The result was a forcing function that compressed the typical enterprise buying cycle. Organizations that would have refreshed their network security architecture in 2025 or 2026 on a planned basis were instead doing emergency evaluations in 2020 and 2021. Those evaluations drove consolidation — enterprise buyers, under pressure to move fast, had strong incentives to select platforms that could cover the most use cases with a single contract, a single vendor relationship, and a single management console, even if the technical integration was imperfect.
The Implication for 2026 Buyers
Enterprise teams evaluating SASE in 2026 face a market that looks consolidated from the outside — a small number of large platforms dominate analyst reports, RFP shortlists, and peer reference networks — but remains technically heterogeneous on the inside.
The practical implication is that the due diligence questions for SASE in 2026 are fundamentally different from 2021. In 2021, the question was "does this vendor have the capabilities I need?" In 2026, the relevant questions are:
- Are those capabilities running on a unified enforcement architecture, or on acquired codebases that share a management console and little else?
- What is the actual data model integration between the SD-WAN layer and the SSE layer? Can policies defined on one layer be enforced by the other in real time?
- What is the support model for the acquired products, and how does it differ from the vendor's core platform support?
- What does the migration path look like if I am an existing customer of one of the acquired platforms — and what is the realistic timeline for feature parity on the integrated platform?
These are not questions that a vendor briefing will answer accurately. They require reference customer conversations, architecture workshops with the vendor's actual engineering team, and independent assessment of the integration depth against a technical rubric developed before the vendor conversation begins.

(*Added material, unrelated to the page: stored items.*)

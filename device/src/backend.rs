//! The execution backend interface the orchestrator drives.
//!
//! A backend compiles one translation unit into an [`Artifact`], resolves
//! the entry kernel from it, owns device memory behind opaque
//! [`BufferHandle`]s and launches the kernel over a 1-D grid. Launches are
//! synchronous: `launch` returns once every lane has finished.

use std::ffi::{c_uint, c_void};
use std::fmt;
use std::sync::Arc;

use bon::bon;

use crate::error::Result;

/// Opaque reference to one device allocation.
#[derive(Debug, Clone, Copy, PartialEq, Eq, Hash, PartialOrd, Ord)]
pub struct BufferHandle(u64);

impl BufferHandle {
    pub const fn new(id: u64) -> Self {
        Self(id)
    }

    pub const fn id(&self) -> u64 {
        self.0
    }
}

impl fmt::Display for BufferHandle {
    fn fmt(&self, f: &mut fmt::Formatter<'_>) -> fmt::Result {
        write!(f, "#{}", self.0)
    }
}

/// One kernel argument, in entry-point parameter order.
#[derive(Debug, Clone, Copy, PartialEq, Eq)]
pub enum KernelArg {
    Buffer(BufferHandle),
    Int(i32),
}

/// Host trampoline exported next to the kernel: `(args, grid, block)`.
pub type LaunchFn = unsafe extern "C" fn(*mut *mut c_void, c_uint, c_uint);

/// Keeps a loaded kernel library (and whatever owns its file) alive for as
/// long as an entry point into it exists.
pub struct HostLibrary {
    pub(crate) library: libloading::Library,
    pub(crate) _dir: Option<tempfile::TempDir>,
}

#[derive(Clone)]
pub struct HostLauncher {
    pub(crate) _library: Arc<HostLibrary>,
    pub(crate) launch: LaunchFn,
}

pub enum EntryHandle {
    /// Resolved by name at launch time.
    Named,
    Host(HostLauncher),
    #[cfg(feature = "cuda")]
    Cuda(cudarc::driver::CudaFunction),
}

/// A launchable kernel resolved from an [`Artifact`].
pub struct EntryPoint {
    name: String,
    handle: EntryHandle,
}

impl EntryPoint {
    pub fn named(name: impl Into<String>) -> Self {
        Self { name: name.into(), handle: EntryHandle::Named }
    }

    pub fn new(name: impl Into<String>, handle: EntryHandle) -> Self {
        Self { name: name.into(), handle }
    }

    pub fn name(&self) -> &str {
        &self.name
    }

    pub fn handle(&self) -> &EntryHandle {
        &self.handle
    }
}

impl fmt::Debug for EntryPoint {
    fn fmt(&self, f: &mut fmt::Formatter<'_>) -> fmt::Result {
        let kind = match &self.handle {
            EntryHandle::Named => "named",
            EntryHandle::Host(_) => "host",
            #[cfg(feature = "cuda")]
            EntryHandle::Cuda(_) => "cuda",
        };
        f.debug_struct("EntryPoint").field("name", &self.name).field("kind", &kind).finish()
    }
}

/// Per-compilation options.
#[derive(Debug, Clone)]
pub struct CompileOptions {
    /// Entry kernel name; also names the temporary files.
    pub kernel_name: String,
    /// Flags appended after the backend's own.
    pub extra_flags: Vec<String>,
}

#[bon]
impl CompileOptions {
    #[builder]
    pub fn builder(#[builder(into)] kernel_name: String, #[builder(default)] extra_flags: Vec<String>) -> Self {
        Self { kernel_name, extra_flags }
    }

    pub fn for_kernel(kernel_name: impl Into<String>) -> Self {
        Self { kernel_name: kernel_name.into(), extra_flags: Vec::new() }
    }
}

/// A compiled translation unit.
pub trait Artifact {
    fn entry_point(&self, name: &str) -> Result<EntryPoint>;
}

pub trait Backend {
    fn name(&self) -> &str;

    /// Compile a translation unit; failures carry the compiler diagnostic.
    fn compile(&self, source: &str, options: &CompileOptions) -> Result<Box<dyn Artifact>>;

    /// Zero-initialized allocation of `size` bytes.
    fn alloc(&self, size: usize) -> Result<BufferHandle>;

    /// Allocate and fill a buffer with `bytes`.
    fn to_device(&self, bytes: &[u8]) -> Result<BufferHandle>;

    /// Copy the first `size` bytes of a buffer back to the host.
    fn copy_back(&self, handle: BufferHandle, size: usize) -> Result<Vec<u8>>;

    fn free(&self, handle: BufferHandle) -> Result<()>;

    /// Run `entry` on `grid` blocks of `block` lanes and wait for completion.
    fn launch(&self, entry: &EntryPoint, args: &[KernelArg], grid: u32, block: u32) -> Result<()>;
}
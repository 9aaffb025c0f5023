//! Execution backends for generated kernels.
//!
//! - [`backend`] - the [`Backend`] / [`Artifact`] interface and launch arguments
//! - [`cpu`] - host emulation through the system C++ compiler
//! - `cuda` - NVRTC and the CUDA driver (feature `cuda`)

pub mod allocator;
pub mod backend;
pub mod cpu;
#[cfg(feature = "cuda")]
pub mod cuda;
pub mod error;


pub use allocator::{HostAllocator, HostBuffer};
pub use backend::{Artifact, Backend, BufferHandle, CompileOptions, EntryHandle, EntryPoint, KernelArg};
pub use cpu::{CpuBackend, CpuBackendConfig};
#[cfg(feature = "cuda")]
pub use cuda::CudaBackend;
pub use error::{Error, Result};
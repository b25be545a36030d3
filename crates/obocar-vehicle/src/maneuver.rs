use core::fmt;

/// A single movement command as data, so sequences can be stored and repeated.
#[derive(Debug, Clone, Copy, PartialEq)]
#[cfg_attr(feature = "serde", derive(serde::Serialize, serde::Deserialize))]
#[cfg_attr(feature = "serde", serde(rename_all = "lowercase"))]
pub enum Maneuver {
    /// Drive ahead by a distance.
    Forward(f64),
    /// Drive in reverse by a distance.
    Backward(f64),
    /// Turn counter-clockwise by degrees.
    Left(f64),
    /// Turn clockwise by degrees.
    Right(f64),
    /// Pause for seconds.
    Wait(f64),
}

impl fmt::Display for Maneuver {
    fn fmt(&self, f: &mut fmt::Formatter<'_>) -> fmt::Result {
        match self {
            Maneuver::Forward(d) => write!(f, "forward({})", d),
            Maneuver::Backward(d) => write!(f, "backward({})", d),
            Maneuver::Left(deg) => write!(f, "left({})", deg),
            Maneuver::Right(deg) => write!(f, "right({})", deg),
            Maneuver::Wait(s) => write!(f, "wait({})", s),
        }
    }
}

/// Four sides of a square, turning clockwise after each side.
pub fn square(side: f64) -> [Maneuver; 8] {
    [
        Maneuver::Forward(side),
        Maneuver::Right(90.0),
        Maneuver::Forward(side),
        Maneuver::Right(90.0),
        Maneuver::Forward(side),
        Maneuver::Right(90.0),
        Maneuver::Forward(side),
        Maneuver::Right(90.0),
    ]
}
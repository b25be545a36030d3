use obocar_kinematics::Pose;
use obocar_sensing::{ObstacleField, ObstaclePolicy, RangeSensor, SensorDirection, WorldPoint};

fn main() {
    // Circle of obstacles at radius 15, plus one close obstacle ahead.
    let mut rng = rand::rng();
    let mut field = ObstacleField::generate(ObstaclePolicy::Circle, &mut rng);
    field.push(WorldPoint::new(0.0, 5.0));

    println!("Obstacle field ({} points):", field.len());
    for p in field.iter() {
        println!("  ({:>6.1}, {:>6.1})", p.x, p.y);
    }

    let sensor = RangeSensor::default();

    // Sweep the heading a full turn and read all four sensors at each step.
    println!("\nheading   front   right    back    left");
    for step in 0..8 {
        let pose = Pose::new(0.0, 0.0, step as f64 * 45.0);
        let readings: Vec<String> = SensorDirection::ALL
            .iter()
            .map(|&d| format!("{:>7.2}", sensor.read(&pose, d, &field, &mut rng)))
            .collect();
        println!("{:>7.1} {}", pose.heading, readings.join(" "));
    }

    // Noise-free cast for comparison.
    let pose = Pose::origin();
    println!(
        "\nNoise-free front reading at the origin: {:.2}",
        sensor.cast(&pose, SensorDirection::Front, &field)
    );
    println!(
        "Obstacles within 10 units: {}",
        field.count_within(WorldPoint::from(pose), 10.0)
    );
}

This is, in miniature, what the Stackcurve SASE/SSE CURVE™ Report attempts to provide. The headline tier placements are the output. The work is in the scoring rubric that generates them — the category-specific evaluation of data model integration, management plane unification, zero-trust enforcement quality, and deployment operational burden that separates platforms that have achieved convergence from platforms that have achieved the appearance of convergence.
The market has consolidated faster than predicted. The buying decision has not gotten simpler as a result.